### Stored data

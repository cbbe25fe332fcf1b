//! End-to-end run: load inputs from files, consolidate, hand off to a sink

use std::path::PathBuf;

use crate::config::MonitorConfig;
use crate::error::MonitorResult;
use crate::history::PriorHistory;
use crate::io::{load_batches, load_targets, read_history, read_snapshot, ReportSink};
use crate::pipeline::{consolidate, ConsolidationInputs, ConsolidationOutcome};

/// Load targets, snapshot, prior history and extracts named by `config` and
/// `batch_paths`.
///
/// Only the target table is mandatory; every other loading problem is kept
/// as a diagnostic.
pub fn load_inputs(
    config: &MonitorConfig,
    batch_paths: &[PathBuf],
) -> MonitorResult<ConsolidationInputs> {
    let (targets, mut diagnostics) = load_targets(&config.targets_path)?;

    let snapshot = match &config.snapshot_path {
        Some(path) => {
            let (entries, mut found) = read_snapshot(path)?;
            diagnostics.append(&mut found);
            entries
        }
        None => Vec::new(),
    };

    let prior_history = match config.history_source() {
        Some(path) => {
            let (history, mut found) = read_history(&path)?;
            diagnostics.append(&mut found);
            history
        }
        None => PriorHistory::new(),
    };

    let (batches, mut found) = load_batches(batch_paths, &config.columns);
    diagnostics.append(&mut found);

    tracing::info!(
        batches = batches.len(),
        snapshot_entities = snapshot.len(),
        history_entities = prior_history.len(),
        targets = targets.len(),
        "Inputs loaded"
    );

    Ok(ConsolidationInputs {
        batches,
        snapshot,
        prior_history,
        targets,
        diagnostics,
    })
}

/// Run a full consolidation and write the report to `sink`
pub fn run(
    config: &MonitorConfig,
    batch_paths: &[PathBuf],
    sink: &mut dyn ReportSink,
) -> MonitorResult<ConsolidationOutcome> {
    let inputs = load_inputs(config, batch_paths)?;
    let outcome = consolidate(inputs, &config.engine_options())?;
    sink.write_report(&outcome.report, &outcome.diagnostics)?;
    Ok(outcome)
}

### DESCRIPTION OF THE TASK
Return the lines above that include the string "config".

### TASK OUTPUT
use crate::config::MonitorConfig;
/// Load targets, snapshot, prior history and extracts named by `config` and
    config: &MonitorConfig,
    let (targets, mut diagnostics) = load_targets(&config.targets_path)?;
    let snapshot = match &config.snapshot_path {
    let prior_history = match config.history_source() {
    let (batches, mut found) = load_batches(batch_paths, &config.columns);
    config: &MonitorConfig,
    let inputs = load_inputs(config, batch_paths)?;
    let outcome = consolidate(inputs, &config.engine_options())?;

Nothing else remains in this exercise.